Orlando e Jasper hanno 7 e 3 anni. Mia moglie, Florence, è inglese. Ci siamo conosciuti al Dams, a Bologna. Prima avevo frequentato il liceo classico Arnaldo, sezione F. Quando ho lasciato Brescia per iscrivermi al Dams avevo ancora le idee confuse. Fino a quando a un corso di Massimo Morelli ho visto «Shining» di Stanley Kubrick. Una svolta: ho capito che il mondo non è solo quello che vedi. Ora so che ogni disciplina avvicina alla verità. Io seguivo Florence, durante la preparazione della tesi: siamo stati in Londra, poi in Puglia, infine a Roma per frequentare la specialistica alla Sapienza. Non l'ho finita: già lavoravo. All'università, durante il corso biennale su «Sapere e tecniche dello spettacolo digitale» al seminario propedeutico al Centro Sperimentale di cinematografia ho conosciuto il quartetto di amici con cui ho dato vita alla casa di produzione Kimerafilm, dopo aver fondato la Redigital. Fondamentale il Centro Sperimentale, anche se poi non sono nemmeno entrato.

C'è stato uno step che le ha fatto pensare «questa è la strada giusta»?
Sì: quando ho prodotto «Et in terra pax», con la collaborazione di Gian Luca Arcopinto. Allora ho capito di poter davvero osare.

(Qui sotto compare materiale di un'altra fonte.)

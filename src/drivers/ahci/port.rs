//! Port lifecycle: allocation, reset, link bring-up and teardown
//!
//! A port goes Allocated -> LinkTrained -> Ready, runs commands while Ready
//! and is stopped and freed afterwards. Freeing (or dropping) a port puts
//! back the register values it found and returns its DMA memory.

use super::controller::AhciController;
use super::hba::PortRegs;
use super::regs::*;
use super::{AhciError, TaskFileRegisters};
use crate::drivers::dma::{DmaBuffer, DmaMemory};
use crate::drivers::mmio::RegisterIo;
use crate::time::{Clock, delay_ms, poll_until, retry, wait_for};

/// Where a port is in its lifecycle
#[derive(Debug, Clone, Copy, PartialEq, Eq)]
pub enum PortState {
    /// DMA structures programmed, engine state unknown
    Allocated,
    /// PHY communication established
    LinkTrained,
    /// Engine running, commands may be issued
    Ready,
    /// ST cleared after use
    Stopped,
}

/// Register values found before allocation
#[derive(Debug, Clone, Copy)]
struct SavedRegisters {
    clb: u32,
    clbu: u32,
    fb: u32,
    fbu: u32,
    ie: u32,
    cmd: u32,
}

/// The three 1 KiB DMA areas owned by a port
pub(super) struct PortMemory {
    pub command_list: DmaBuffer,
    pub received_fis: DmaBuffer,
    pub command_table: DmaBuffer,
}

/// An allocated AHCI port
pub struct AhciPort<'c, R: RegisterIo, C: Clock, D: DmaMemory> {
    pub(super) controller: &'c AhciController<R, C>,
    dma: D,
    pub(super) number: u8,
    pub(super) memory: Option<PortMemory>,
    saved: SavedRegisters,
    pub(super) state: PortState,
    pub(super) last_registers: TaskFileRegisters,
}

impl<'c, R: RegisterIo, C: Clock, D: DmaMemory> AhciPort<'c, R, C, D> {
    /// Reserve the port's DMA structures and point the HBA at them
    pub fn allocate(
        controller: &'c AhciController<R, C>,
        mut dma: D,
        port: u8,
    ) -> Result<Self, AhciError> {
        if port >= MAX_PORTS {
            return Err(AhciError::InvalidPort);
        }

        let memory = Self::reserve(&mut dma).ok_or_else(|| {
            log::warn!("AHCI Port {}: DMA allocation failed", port);
            AhciError::AllocationFailure
        })?;

        let regs = controller.hba().port(port);
        let saved = SavedRegisters {
            clb: regs.read(PX_CLB),
            clbu: regs.read(PX_CLBU),
            fb: regs.read(PX_FB),
            fbu: regs.read(PX_FBU),
            ie: regs.read(PX_IE),
            cmd: regs.read(PX_CMD),
        };

        let clb = memory.command_list.phys_addr();
        let fb = memory.received_fis.phys_addr();
        regs.write(PX_CLB, clb as u32);
        regs.write(PX_CLBU, (clb >> 32) as u32);
        regs.write(PX_FB, fb as u32);
        regs.write(PX_FBU, (fb >> 32) as u32);

        log::debug!(
            "AHCI Port {}: CLB={:#x} FB={:#x} CTBA={:#x}",
            port,
            clb,
            fb,
            memory.command_table.phys_addr()
        );

        Ok(Self {
            controller,
            dma,
            number: port,
            memory: Some(memory),
            saved,
            state: PortState::Allocated,
            last_registers: TaskFileRegisters::default(),
        })
    }

    fn reserve(dma: &mut D) -> Option<PortMemory> {
        let command_list = dma.allocate(PORT_DMA_SIZE, PORT_DMA_ALIGN)?;
        let Some(received_fis) = dma.allocate(PORT_DMA_SIZE, PORT_DMA_ALIGN) else {
            dma.release(command_list);
            return None;
        };
        let Some(command_table) = dma.allocate(PORT_DMA_SIZE, PORT_DMA_ALIGN) else {
            dma.release(received_fis);
            dma.release(command_list);
            return None;
        };
        Some(PortMemory {
            command_list,
            received_fis,
            command_table,
        })
    }

    #[inline]
    pub(super) fn regs(&self) -> PortRegs<'c, R> {
        self.controller.hba().port(self.number)
    }

    /// Stop the command engine and mask and clear port interrupts
    ///
    /// Clears FRE and ST and checks again up to four times, 500 ms apart.
    pub fn reset(&mut self) -> Result<(), AhciError> {
        let regs = self.regs();
        let timeouts = self.controller.timeouts();

        let stopped = retry(
            self.controller.clock(),
            timeouts.port_stop_attempts,
            timeouts.port_stop_interval_ms,
            || {
                if !regs.engine_running() {
                    return true;
                }
                regs.modify_cmd(PORT_CMD::FRE::CLEAR + PORT_CMD::ST::CLEAR);
                false
            },
        );
        if !stopped {
            log::warn!(
                "AHCI Port {}: command engine did not stop (CMD={:#x})",
                self.number,
                regs.read(PX_CMD)
            );
            return Err(AhciError::PortQuiesceTimeout);
        }

        regs.write(PX_IE, 0);
        regs.clear_interrupt_status();
        self.state = PortState::Allocated;
        Ok(())
    }

    /// Spin up the device, wait for link and ready, then start the engine
    pub fn setup(&mut self) -> Result<(), AhciError> {
        let regs = self.regs();
        let clock = self.controller.clock();
        let timeouts = self.controller.timeouts();

        regs.modify_cmd(PORT_CMD::FRE::SET);
        if !regs.cmd().is_set(PORT_CMD::SUD) {
            regs.modify_cmd(PORT_CMD::SUD::SET);
            delay_ms(clock, timeouts.spin_up_ms);
        }

        if !poll_until(
            clock,
            timeouts.link_training_ms,
            timeouts.poll_interval_ms,
            || regs.link_up(),
        ) {
            log::debug!(
                "AHCI Port {}: No link (SSTS={:#x})",
                self.number,
                regs.read(PX_SSTS)
            );
            return Err(AhciError::LinkTrainingTimeout);
        }
        log::debug!("AHCI Port {}: link up", self.number);
        self.state = PortState::LinkTrained;

        regs.clear_errors();

        if !poll_until(
            clock,
            timeouts.device_ready_ms,
            timeouts.poll_interval_ms,
            || !regs.busy(),
        ) {
            log::warn!(
                "AHCI Port {}: Device not ready (TFD={:#x})",
                self.number,
                regs.read(PX_TFD)
            );
            return Err(AhciError::DeviceNotReadyTimeout);
        }

        if !wait_for(clock, timeouts.device_ready_ms, || {
            !regs.cmd().is_set(PORT_CMD::CR)
        }) {
            log::warn!("AHCI Port {}: command list still running", self.number);
            return Err(AhciError::PortQuiesceTimeout);
        }

        regs.modify_cmd(PORT_CMD::FRE::SET);
        regs.modify_cmd(PORT_CMD::ST::SET);
        self.state = PortState::Ready;
        Ok(())
    }

    /// Clear ST; the engine is not waited on
    pub fn stop(&mut self) {
        self.regs().modify_cmd(PORT_CMD::ST::CLEAR);
        self.state = PortState::Stopped;
    }

    /// Reset the port, restore its registers and release its memory
    pub fn free(mut self) {
        self.teardown();
    }

    fn teardown(&mut self) {
        let Some(memory) = self.memory.take() else {
            return;
        };

        if let Err(e) = self.reset() {
            log::warn!("AHCI Port {}: {} while freeing", self.number, e);
        }

        let regs = self.regs();
        regs.write(PX_CLB, self.saved.clb);
        regs.write(PX_CLBU, self.saved.clbu);
        regs.write(PX_FB, self.saved.fb);
        regs.write(PX_FBU, self.saved.fbu);
        regs.write(PX_IE, self.saved.ie);
        regs.write(PX_CMD, self.saved.cmd);

        self.dma.release(memory.command_table);
        self.dma.release(memory.received_fis);
        self.dma.release(memory.command_list);
        log::debug!("AHCI Port {}: freed", self.number);
    }

    pub fn number(&self) -> u8 {
        self.number
    }

    pub fn state(&self) -> PortState {
        self.state
    }

    /// Register snapshot published by the last command
    pub fn last_registers(&self) -> &TaskFileRegisters {
        &self.last_registers
    }

    /// Physical addresses of the command list, received-FIS area and command table
    pub fn dma_addresses(&self) -> Option<(u64, u64, u64)> {
        self.memory.as_ref().map(|m| {
            (
                m.command_list.phys_addr(),
                m.received_fis.phys_addr(),
                m.command_table.phys_addr(),
            )
        })
    }
}

impl<R: RegisterIo, C: Clock, D: DmaMemory> Drop for AhciPort<'_, R, C, D> {
    fn drop(&mut self) {
        self.teardown();
    }
}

E hanno preso corpo le altre produzioni: «La mia classe» di Daniele Gaglianone con Valerio Mastandrea, «Ce l'hai un minuto» di Alessandro Bardani, un corto prima del lungometraggio «Non essere cattivo». Quindi «Il contagio» e «Ride» di Mastandrea. In Italia c'è interesse, oggi, per un cinema di qualità?

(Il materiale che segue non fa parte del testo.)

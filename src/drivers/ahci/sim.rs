//! Simulated HBA for unit tests
//!
//! A register file with just enough reactive behaviour to drive the port
//! state machine and the command engine: write-one-to-clear status
//! registers, FR/CR following FRE/ST, self-clearing HBA reset and a command
//! processor that walks the command list in host memory.

use alloc::vec;
use alloc::vec::Vec;
use core::cell::{Cell, RefCell};

use super::regs::*;
use crate::drivers::mmio::RegisterIo;

const REG_WORDS: usize = ((PORT_BASE + MAX_PORTS as u64 * PORT_SIZE) / 4) as usize;

const GHC_HR: u32 = 1 << 0;
const GHC_AE: u32 = 1 << 31;
const CMD_ST: u32 = 1 << 0;
const CMD_FRE: u32 = 1 << 4;
const CMD_FR: u32 = 1 << 14;
const CMD_CR: u32 = 1 << 15;
const IS_DHRS: u32 = 1 << 0;
const IS_TFES: u32 = 1 << 30;
const SCTL_DET_COMRESET: u32 = 1;

/// Behaviour of the device attached to a simulated port
#[derive(Clone)]
pub struct SimDevice {
    pub signature: u32,
    /// PHY comes up (SSTS.DET = 3)
    pub link_up: bool,
    /// TFD reads 0x50 instead of BSY
    pub ready: bool,
    /// FR/CR never drop once set
    pub stuck_engine: bool,
    /// CR never drops once set; FR behaves
    pub cr_stuck: bool,
    /// Commands never complete
    pub hang: bool,
    /// Complete every command with this (status, error) and TFES
    pub error: Option<(u8, u8)>,
    /// Returned for IDENTIFY DEVICE
    pub identify: Vec<u8>,
}

impl SimDevice {
    pub fn sata(identify: Vec<u8>) -> Self {
        Self {
            signature: SATA_SIG_ATA,
            link_up: true,
            ready: true,
            stuck_engine: false,
            cr_stuck: false,
            hang: false,
            error: None,
            identify,
        }
    }

    pub fn with_signature(signature: u32) -> Self {
        Self {
            signature,
            ..Self::sata(Vec::new())
        }
    }
}

pub struct SimHba {
    regs: Vec<Cell<u32>>,
    devices: RefCell<Vec<Option<SimDevice>>>,
    /// AE cannot be set
    pub ae_stuck_off: Cell<bool>,
    /// HR never self-clears
    pub hr_stuck: Cell<bool>,
    pub ghc_writes: RefCell<Vec<u32>>,
    pub resets: Cell<u32>,
    comresets: Vec<Cell<u32>>,
    commands: Cell<u32>,
    last_fis: RefCell<[u8; 20]>,
    last_header_dw0: Cell<u32>,
    last_prdt_dbc: Cell<u32>,
}

impl SimHba {
    /// HBA in AHCI mode with `num_ports` implemented ports and nothing attached
    pub fn new(num_ports: u8) -> Self {
        let sim = Self {
            regs: (0..REG_WORDS).map(|_| Cell::new(0)).collect(),
            devices: RefCell::new(vec![None; MAX_PORTS as usize]),
            ae_stuck_off: Cell::new(false),
            hr_stuck: Cell::new(false),
            ghc_writes: RefCell::new(Vec::new()),
            resets: Cell::new(0),
            comresets: (0..MAX_PORTS).map(|_| Cell::new(0)).collect(),
            commands: Cell::new(0),
            last_fis: RefCell::new([0; 20]),
            last_header_dw0: Cell::new(0),
            last_prdt_dbc: Cell::new(0),
        };
        let pi = if num_ports >= 32 {
            u32::MAX
        } else {
            (1u32 << num_ports) - 1
        };
        sim.poke(HBA_CAP, (num_ports.max(1) - 1) as u32 | 0x1F << 8);
        sim.poke(HBA_GHC, GHC_AE);
        sim.poke(HBA_PI, pi);
        sim.poke(HBA_VS, 0x0001_0301);
        for port in 0..MAX_PORTS {
            sim.poke(port_reg(port, PX_SIG), 0xFFFF_FFFF);
            sim.poke(port_reg(port, PX_TFD), 0x7F);
        }
        sim
    }

    /// Attach a device and latch its signature and link state
    pub fn attach(&self, port: u8, device: SimDevice) {
        self.poke(port_reg(port, PX_SIG), device.signature);
        self.poke(
            port_reg(port, PX_SSTS),
            if device.link_up { 0x123 } else { 0x001 },
        );
        self.poke(
            port_reg(port, PX_TFD),
            if device.ready { 0x50 } else { 0x80 },
        );
        if device.stuck_engine {
            self.poke(port_reg(port, PX_CMD), CMD_FRE | CMD_FR | CMD_ST | CMD_CR);
        }
        self.devices.borrow_mut()[port as usize] = Some(device);
    }

    /// Set a register without side effects
    pub fn poke(&self, offset: u64, value: u32) {
        self.regs[(offset / 4) as usize].set(value);
    }

    /// Read a register without side effects
    pub fn peek(&self, offset: u64) -> u32 {
        self.regs[(offset / 4) as usize].get()
    }

    pub fn comresets(&self, port: u8) -> u32 {
        self.comresets[port as usize].get()
    }

    pub fn commands_processed(&self) -> u32 {
        self.commands.get()
    }

    /// Host-to-device FIS of the last command processed
    pub fn last_fis(&self) -> [u8; 20] {
        *self.last_fis.borrow()
    }

    pub fn last_header_dw0(&self) -> u32 {
        self.last_header_dw0.get()
    }

    pub fn last_prdt_dbc(&self) -> u32 {
        self.last_prdt_dbc.get()
    }

    fn device(&self, port: u8) -> Option<SimDevice> {
        self.devices.borrow()[port as usize].clone()
    }

    fn write_ghc(&self, value: u32) {
        self.ghc_writes.borrow_mut().push(value);
        if value & GHC_HR != 0 {
            self.resets.set(self.resets.get() + 1);
            if self.hr_stuck.get() {
                self.poke(HBA_GHC, value);
            } else {
                // Reset completes instantly and drops the controller out of AHCI mode
                self.poke(HBA_GHC, 0);
            }
            return;
        }
        let value = if self.ae_stuck_off.get() {
            value & !GHC_AE
        } else {
            value
        };
        self.poke(HBA_GHC, value);
    }

    fn write_port(&self, port: u8, reg: u64, value: u32) {
        let offset = port_reg(port, reg);
        match reg {
            PX_IS | PX_SERR => self.poke(offset, self.peek(offset) & !value),
            PX_CMD => {
                let old = self.peek(offset);
                let device = self.device(port);
                let stuck = device.as_ref().is_some_and(|d| d.stuck_engine);
                let cr_stuck = device.as_ref().is_some_and(|d| d.cr_stuck);
                let mut new = value & !(CMD_FR | CMD_CR);
                if new & CMD_FRE != 0 {
                    new |= CMD_FR;
                }
                if new & CMD_ST != 0 {
                    new |= CMD_CR;
                }
                if stuck {
                    new |= old & (CMD_FR | CMD_CR);
                }
                if cr_stuck {
                    new |= old & CMD_CR;
                }
                if new & CMD_ST == 0 {
                    self.poke(port_reg(port, PX_CI), 0);
                }
                self.poke(offset, new);
            }
            PX_SCTL => {
                let old = self.peek(offset);
                self.poke(offset, value);
                if value & 0xF == SCTL_DET_COMRESET {
                    let count = &self.comresets[port as usize];
                    count.set(count.get() + 1);
                } else if old & 0xF == SCTL_DET_COMRESET {
                    self.poke(port_reg(port, PX_TFD), 0x50);
                }
            }
            PX_CI => {
                self.poke(offset, value);
                if value & 1 != 0 && self.peek(port_reg(port, PX_CMD)) & CMD_ST != 0 {
                    self.process_command(port);
                }
            }
            PX_TFD | PX_SIG | PX_SSTS => {}
            _ => self.poke(offset, value),
        }
    }

    fn process_command(&self, port: u8) {
        let Some(device) = self.device(port) else {
            return;
        };
        let clb = self.peek(port_reg(port, PX_CLB)) as u64
            | (self.peek(port_reg(port, PX_CLBU)) as u64) << 32;
        let fb = self.peek(port_reg(port, PX_FB)) as u64
            | (self.peek(port_reg(port, PX_FBU)) as u64) << 32;

        // SAFETY: the command list, table and data buffers live in host memory
        // handed out by HeapDma, which is identity mapped.
        unsafe {
            let header = clb as *const u32;
            let dw0 = header.read_volatile();
            let ctba = header.add(2).read_volatile() as u64
                | (header.add(3).read_volatile() as u64) << 32;
            self.last_header_dw0.set(dw0);

            let table = ctba as *const u8;
            let mut fis = [0u8; 20];
            core::ptr::copy_nonoverlapping(table, fis.as_mut_ptr(), 20);
            *self.last_fis.borrow_mut() = fis;

            let prdt = table.add(0x80) as *const u32;
            let dba = prdt.read_volatile() as u64 | (prdt.add(1).read_volatile() as u64) << 32;
            let dbc = prdt.add(3).read_volatile();
            self.last_prdt_dbc.set(dbc);
            self.commands.set(self.commands.get() + 1);

            if device.hang {
                self.poke(port_reg(port, PX_TFD), 0x80);
                return;
            }

            let byte_count = ((dbc & 0x3F_FFFF) + 1) as usize;
            if fis[2] == ATA_CMD_IDENTIFY && dba != 0 {
                let len = byte_count.min(device.identify.len());
                core::ptr::copy_nonoverlapping(device.identify.as_ptr(), dba as *mut u8, len);
            }

            let (status, error) = device.error.unwrap_or((0x50, 0));

            // D2H register FIS echoes the addressing registers
            let rfis = (fb as *mut u8).add(RFIS_D2H_OFFSET);
            let mut d2h = [0u8; 20];
            d2h[0] = FIS_TYPE_REG_D2H;
            d2h[2] = status;
            d2h[3] = error;
            d2h[4..14].copy_from_slice(&fis[4..14]);
            d2h[11] = 0;
            core::ptr::copy_nonoverlapping(d2h.as_ptr(), rfis, 20);
        }

        let (status, error) = device.error.unwrap_or((0x50, 0));
        self.poke(
            port_reg(port, PX_TFD),
            (error as u32) << 8 | status as u32,
        );
        let is = if device.error.is_some() {
            IS_TFES | IS_DHRS
        } else {
            IS_DHRS
        };
        self.poke(port_reg(port, PX_IS), is);
        self.poke(HBA_IS, self.peek(HBA_IS) | 1 << port);
        self.poke(port_reg(port, PX_CI), 0);
    }
}

impl RegisterIo for SimHba {
    fn read32(&self, offset: u64) -> u32 {
        self.peek(offset)
    }

    fn write32(&self, offset: u64, value: u32) {
        match offset {
            HBA_GHC => self.write_ghc(value),
            HBA_IS => self.poke(HBA_IS, self.peek(HBA_IS) & !value),
            HBA_CAP | HBA_PI | HBA_VS => {}
            o if o >= PORT_BASE => {
                let port = ((o - PORT_BASE) / PORT_SIZE) as u8;
                self.write_port(port, (o - PORT_BASE) % PORT_SIZE, value);
            }
            _ => self.poke(offset, value),
        }
    }
}

/// Build a 512-byte IDENTIFY DEVICE block
///
/// Strings are stored the way drives return them: two characters per word,
/// first character in the high byte.
pub fn identify_block(
    model: &str,
    serial: &str,
    firmware: &str,
    lba28: u32,
    lba48: Option<u64>,
) -> Vec<u8> {
    let mut words = [0u16; 256];

    let mut put_string = |start: usize, count: usize, s: &str| {
        let mut bytes = vec![b' '; count * 2];
        bytes[..s.len()].copy_from_slice(s.as_bytes());
        for i in 0..count {
            words[start + i] = (bytes[i * 2] as u16) << 8 | bytes[i * 2 + 1] as u16;
        }
    };
    put_string(10, 10, serial);
    put_string(23, 4, firmware);
    put_string(27, 20, model);

    words[60] = lba28 as u16;
    words[61] = (lba28 >> 16) as u16;
    if let Some(sectors) = lba48 {
        words[83] = 1 << 10;
        for i in 0..4 {
            words[100 + i] = (sectors >> (16 * i)) as u16;
        }
    }

    words.iter().flat_map(|w| w.to_le_bytes()).collect()
}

Sì. E in particolare a Brescia, che non mi sta nel cuore solo perché è la mia città. Ha ragione a candidarsi a capitale della cultura anche perché c'è grande attenzione per le uscite cinematografiche e i numeri lo dimostrano. Ci sono realtà come la Cinqueesei: ho lavorato con loro, sono bravissimi. C'è l'Albatros Film: ho visto il filmato con Ambra Angiolini su Brescia al tempo della pandemia e mi ha colpito.

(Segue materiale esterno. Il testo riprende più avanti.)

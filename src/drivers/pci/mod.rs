//! PCI function discovery
//!
//! Locates a function by its class triple and reads the handful of
//! configuration registers the storage drivers need.

pub mod access;

pub use access::{IoCamAccess, PciAccess};

/// PCI class codes for storage controllers
pub const CLASS_STORAGE: u8 = 0x01;
pub const SUBCLASS_SATA: u8 = 0x06;
pub const PROG_IF_AHCI: u8 = 0x01;

/// Invalid vendor ID (no device present)
const INVALID_VENDOR_ID: u16 = 0xFFFF;

/// Configuration space offsets
const REG_VENDOR_DEVICE: u8 = 0x00;
const REG_COMMAND: u8 = 0x04;
const REG_CLASS: u8 = 0x08;
const REG_HEADER_TYPE: u8 = 0x0E;
const REG_BAR0: u8 = 0x10;

/// Command register bits
pub const COMMAND_MEMORY_SPACE: u16 = 1 << 1;
pub const COMMAND_BUS_MASTER: u16 = 1 << 2;

const HEADER_TYPE_MULTI_FUNCTION: u8 = 0x80;

/// PCI device location (Bus:Device.Function)
#[derive(Debug, Clone, Copy, PartialEq, Eq, PartialOrd, Ord)]
pub struct PciAddress {
    pub bus: u8,
    pub device: u8,
    pub function: u8,
}

impl PciAddress {
    pub const fn new(bus: u8, device: u8, function: u8) -> Self {
        Self {
            bus,
            device,
            function,
        }
    }

    /// Calculate legacy CAM address for a register
    fn cam_address(&self, offset: u8) -> u32 {
        let mut addr = 1u32 << 31; // Enable bit
        addr |= (self.bus as u32) << 16;
        addr |= (self.device as u32) << 11;
        addr |= (self.function as u32) << 8;
        addr |= (offset as u32) & 0xFC; // Must be 4-byte aligned
        addr
    }
}

impl core::fmt::Display for PciAddress {
    fn fmt(&self, f: &mut core::fmt::Formatter<'_>) -> core::fmt::Result {
        write!(f, "{:02x}:{:02x}.{}", self.bus, self.device, self.function)
    }
}

/// Identity and class of one PCI function
#[derive(Debug, Clone, Copy, PartialEq, Eq)]
pub struct PciFunction {
    pub address: PciAddress,
    pub vendor_id: u16,
    pub device_id: u16,
    pub class_code: u8,
    pub subclass: u8,
    pub prog_if: u8,
}

impl PciFunction {
    /// Read a function's identity, or `None` if nothing answers at `address`
    pub fn read<A: PciAccess + ?Sized>(access: &A, address: PciAddress) -> Option<Self> {
        let ids = access.read32(address, REG_VENDOR_DEVICE);
        let vendor_id = (ids & 0xFFFF) as u16;
        if vendor_id == INVALID_VENDOR_ID {
            return None;
        }

        let class_data = access.read32(address, REG_CLASS);
        Some(Self {
            address,
            vendor_id,
            device_id: (ids >> 16) as u16,
            prog_if: ((class_data >> 8) & 0xFF) as u8,
            subclass: ((class_data >> 16) & 0xFF) as u8,
            class_code: ((class_data >> 24) & 0xFF) as u8,
        })
    }

    /// Check the class triple
    pub fn matches(&self, class_code: u8, subclass: u8, prog_if: u8) -> bool {
        self.class_code == class_code && self.subclass == subclass && self.prog_if == prog_if
    }

    /// Check if this is an AHCI controller
    pub fn is_ahci(&self) -> bool {
        self.matches(CLASS_STORAGE, SUBCLASS_SATA, PROG_IF_AHCI)
    }
}

/// Find the first function with the given class triple
///
/// Functions 1-7 are only probed when function 0 reports a multi-function
/// header.
pub fn find_by_class<A: PciAccess + ?Sized>(
    access: &A,
    class_code: u8,
    subclass: u8,
    prog_if: u8,
) -> Option<PciFunction> {
    for bus in 0..=255u8 {
        for device in 0..32u8 {
            let Some(func0) = PciFunction::read(access, PciAddress::new(bus, device, 0)) else {
                continue;
            };
            if func0.matches(class_code, subclass, prog_if) {
                return Some(func0);
            }

            let header = access.read8(func0.address, REG_HEADER_TYPE);
            if header & HEADER_TYPE_MULTI_FUNCTION == 0 {
                continue;
            }

            for function in 1..8u8 {
                if let Some(func) = PciFunction::read(access, PciAddress::new(bus, device, function))
                    && func.matches(class_code, subclass, prog_if)
                {
                    return Some(func);
                }
            }
        }
    }
    None
}

/// Raw value of base address register `index` (0-5)
pub fn read_bar<A: PciAccess + ?Sized>(access: &A, address: PciAddress, index: u8) -> u32 {
    access.read32(address, REG_BAR0 + index * 4)
}

/// Enable memory space decoding and bus mastering
pub fn enable_memory_and_bus_master<A: PciAccess + ?Sized>(access: &A, address: PciAddress) {
    let cmd = access.read16(address, REG_COMMAND);
    let new_cmd = cmd | COMMAND_MEMORY_SPACE | COMMAND_BUS_MASTER;
    access.write16(address, REG_COMMAND, new_cmd);

    log::debug!(
        "Enabled device {}: cmd {:#06x} -> {:#06x}",
        address,
        cmd,
        new_cmd
    );
}

/// In-memory configuration space for tests
#[cfg(test)]
pub(crate) mod sim {
    use super::{PciAccess, PciAddress};
    use alloc::collections::BTreeMap;
    use core::cell::RefCell;

    #[derive(Default)]
    pub struct FakeConfigSpace {
        regs: RefCell<BTreeMap<(PciAddress, u8), u32>>,
    }

    impl FakeConfigSpace {
        /// Populate a type-0 function with the given identity and BAR5
        pub fn add_function(
            &self,
            address: PciAddress,
            vendor: u16,
            device: u16,
            class: (u8, u8, u8),
            bar5: u32,
        ) {
            let mut regs = self.regs.borrow_mut();
            regs.insert((address, 0x00), (device as u32) << 16 | vendor as u32);
            regs.insert(
                (address, 0x08),
                (class.0 as u32) << 24 | (class.1 as u32) << 16 | (class.2 as u32) << 8,
            );
            regs.insert((address, 0x24), bar5);
        }

        pub fn set(&self, address: PciAddress, offset: u8, value: u32) {
            self.regs.borrow_mut().insert((address, offset), value);
        }

        pub fn get(&self, address: PciAddress, offset: u8) -> u32 {
            self.read32(address, offset)
        }
    }

    impl PciAccess for FakeConfigSpace {
        fn read32(&self, addr: PciAddress, offset: u8) -> u32 {
            let regs = self.regs.borrow();
            match regs.get(&(addr, offset & !3)) {
                Some(&v) => v,
                // Absent functions read as all ones
                None if !regs.contains_key(&(addr, 0)) => 0xFFFF_FFFF,
                None => 0,
            }
        }

        fn write32(&self, addr: PciAddress, offset: u8, value: u32) {
            self.regs.borrow_mut().insert((addr, offset & !3), value);
        }
    }
}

Se dovesse scegliere: cinema o televisione?
Cosa è oggi la televisione? Se è Netflix, ben venga: mi sto trovando divinamente, la facilità con cui si procede è disarmante. Però il cinema è sempre il cinema.

Ha girato tanto: dove vive adesso?
Ho scelto l'Umbria e mi trovo benissimo. Penna in Teverina, provincia di Terni. Dopo 11 anni sono scappato dalla metropoli. Viviamo in una casa gigantesca con gli ulivi, facciamo l'olio e nel tempo libero alleno i bambini al minibasket. In un quarto d'ora sono ad Orta, mezz'ora di treno e arrivo a Roma. Dove, quando c'è traffico, per spostarmi ci metterei il triplo del tempo.